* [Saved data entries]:
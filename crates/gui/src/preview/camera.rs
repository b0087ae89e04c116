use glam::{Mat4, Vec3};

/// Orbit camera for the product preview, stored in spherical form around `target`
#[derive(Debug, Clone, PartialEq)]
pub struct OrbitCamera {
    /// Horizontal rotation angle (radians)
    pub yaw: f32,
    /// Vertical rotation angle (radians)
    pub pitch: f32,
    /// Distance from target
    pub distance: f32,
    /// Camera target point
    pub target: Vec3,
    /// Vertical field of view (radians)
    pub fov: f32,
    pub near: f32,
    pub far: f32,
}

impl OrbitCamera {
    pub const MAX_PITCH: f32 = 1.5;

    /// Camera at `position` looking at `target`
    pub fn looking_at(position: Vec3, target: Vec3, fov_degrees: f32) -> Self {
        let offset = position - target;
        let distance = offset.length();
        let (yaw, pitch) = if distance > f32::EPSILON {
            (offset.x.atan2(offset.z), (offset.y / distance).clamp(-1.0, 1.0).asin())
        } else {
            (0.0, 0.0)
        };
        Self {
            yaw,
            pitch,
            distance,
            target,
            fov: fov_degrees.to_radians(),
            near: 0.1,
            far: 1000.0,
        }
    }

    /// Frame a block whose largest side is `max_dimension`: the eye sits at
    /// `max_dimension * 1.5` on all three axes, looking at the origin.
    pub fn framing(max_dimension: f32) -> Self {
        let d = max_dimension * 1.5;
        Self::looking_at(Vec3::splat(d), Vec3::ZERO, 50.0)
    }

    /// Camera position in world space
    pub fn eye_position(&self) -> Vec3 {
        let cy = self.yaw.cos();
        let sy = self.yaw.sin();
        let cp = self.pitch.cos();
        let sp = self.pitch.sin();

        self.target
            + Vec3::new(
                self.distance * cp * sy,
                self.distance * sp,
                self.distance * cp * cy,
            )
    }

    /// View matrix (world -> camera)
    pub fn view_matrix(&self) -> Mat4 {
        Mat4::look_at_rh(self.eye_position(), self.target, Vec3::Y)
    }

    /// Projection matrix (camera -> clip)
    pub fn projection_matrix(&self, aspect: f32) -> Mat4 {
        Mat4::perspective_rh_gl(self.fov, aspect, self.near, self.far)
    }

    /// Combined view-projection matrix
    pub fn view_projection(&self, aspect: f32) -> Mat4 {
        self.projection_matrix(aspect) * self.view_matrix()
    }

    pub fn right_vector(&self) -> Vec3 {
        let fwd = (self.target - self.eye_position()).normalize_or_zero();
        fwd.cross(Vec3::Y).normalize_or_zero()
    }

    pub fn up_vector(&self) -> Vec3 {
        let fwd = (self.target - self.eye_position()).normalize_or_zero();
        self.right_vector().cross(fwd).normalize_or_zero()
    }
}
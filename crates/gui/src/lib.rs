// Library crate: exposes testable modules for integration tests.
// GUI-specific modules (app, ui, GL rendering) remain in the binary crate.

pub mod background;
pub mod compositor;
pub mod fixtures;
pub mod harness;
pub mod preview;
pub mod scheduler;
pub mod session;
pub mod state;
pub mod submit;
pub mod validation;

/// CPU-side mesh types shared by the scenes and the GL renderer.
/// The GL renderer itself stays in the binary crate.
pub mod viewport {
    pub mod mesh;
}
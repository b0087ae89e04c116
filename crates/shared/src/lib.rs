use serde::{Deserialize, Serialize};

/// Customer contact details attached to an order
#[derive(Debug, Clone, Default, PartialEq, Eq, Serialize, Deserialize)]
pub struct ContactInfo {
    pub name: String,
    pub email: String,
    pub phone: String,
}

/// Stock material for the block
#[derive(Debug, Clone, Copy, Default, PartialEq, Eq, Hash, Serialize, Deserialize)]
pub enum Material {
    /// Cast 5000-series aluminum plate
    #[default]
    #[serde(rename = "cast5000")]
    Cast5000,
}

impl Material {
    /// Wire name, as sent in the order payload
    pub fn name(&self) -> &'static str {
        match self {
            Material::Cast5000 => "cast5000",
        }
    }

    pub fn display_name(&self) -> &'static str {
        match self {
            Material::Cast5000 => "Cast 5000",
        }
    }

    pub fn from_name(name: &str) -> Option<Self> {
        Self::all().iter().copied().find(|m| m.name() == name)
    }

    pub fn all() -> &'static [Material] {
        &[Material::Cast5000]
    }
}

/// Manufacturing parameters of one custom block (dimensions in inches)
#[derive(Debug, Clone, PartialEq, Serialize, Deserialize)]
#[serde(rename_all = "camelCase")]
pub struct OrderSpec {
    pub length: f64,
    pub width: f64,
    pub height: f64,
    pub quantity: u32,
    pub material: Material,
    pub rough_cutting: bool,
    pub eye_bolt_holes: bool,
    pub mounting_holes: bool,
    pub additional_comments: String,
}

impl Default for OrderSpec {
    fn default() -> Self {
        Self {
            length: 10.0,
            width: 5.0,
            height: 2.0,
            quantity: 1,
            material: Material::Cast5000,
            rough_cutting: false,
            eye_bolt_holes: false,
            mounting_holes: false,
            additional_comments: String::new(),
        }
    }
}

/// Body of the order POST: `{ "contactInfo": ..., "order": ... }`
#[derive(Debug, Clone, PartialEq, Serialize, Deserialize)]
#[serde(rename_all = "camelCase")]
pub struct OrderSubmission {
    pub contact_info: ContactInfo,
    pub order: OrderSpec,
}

* [Exercise]: What is needed is a copy of every line above in which "serde" appears.

* [Output of the exercise]:
use serde::{Deserialize, Serialize};
    #[serde(rename = "cast5000")]
#[serde(rename_all = "camelCase")]
#[serde(rename_all = "camelCase")]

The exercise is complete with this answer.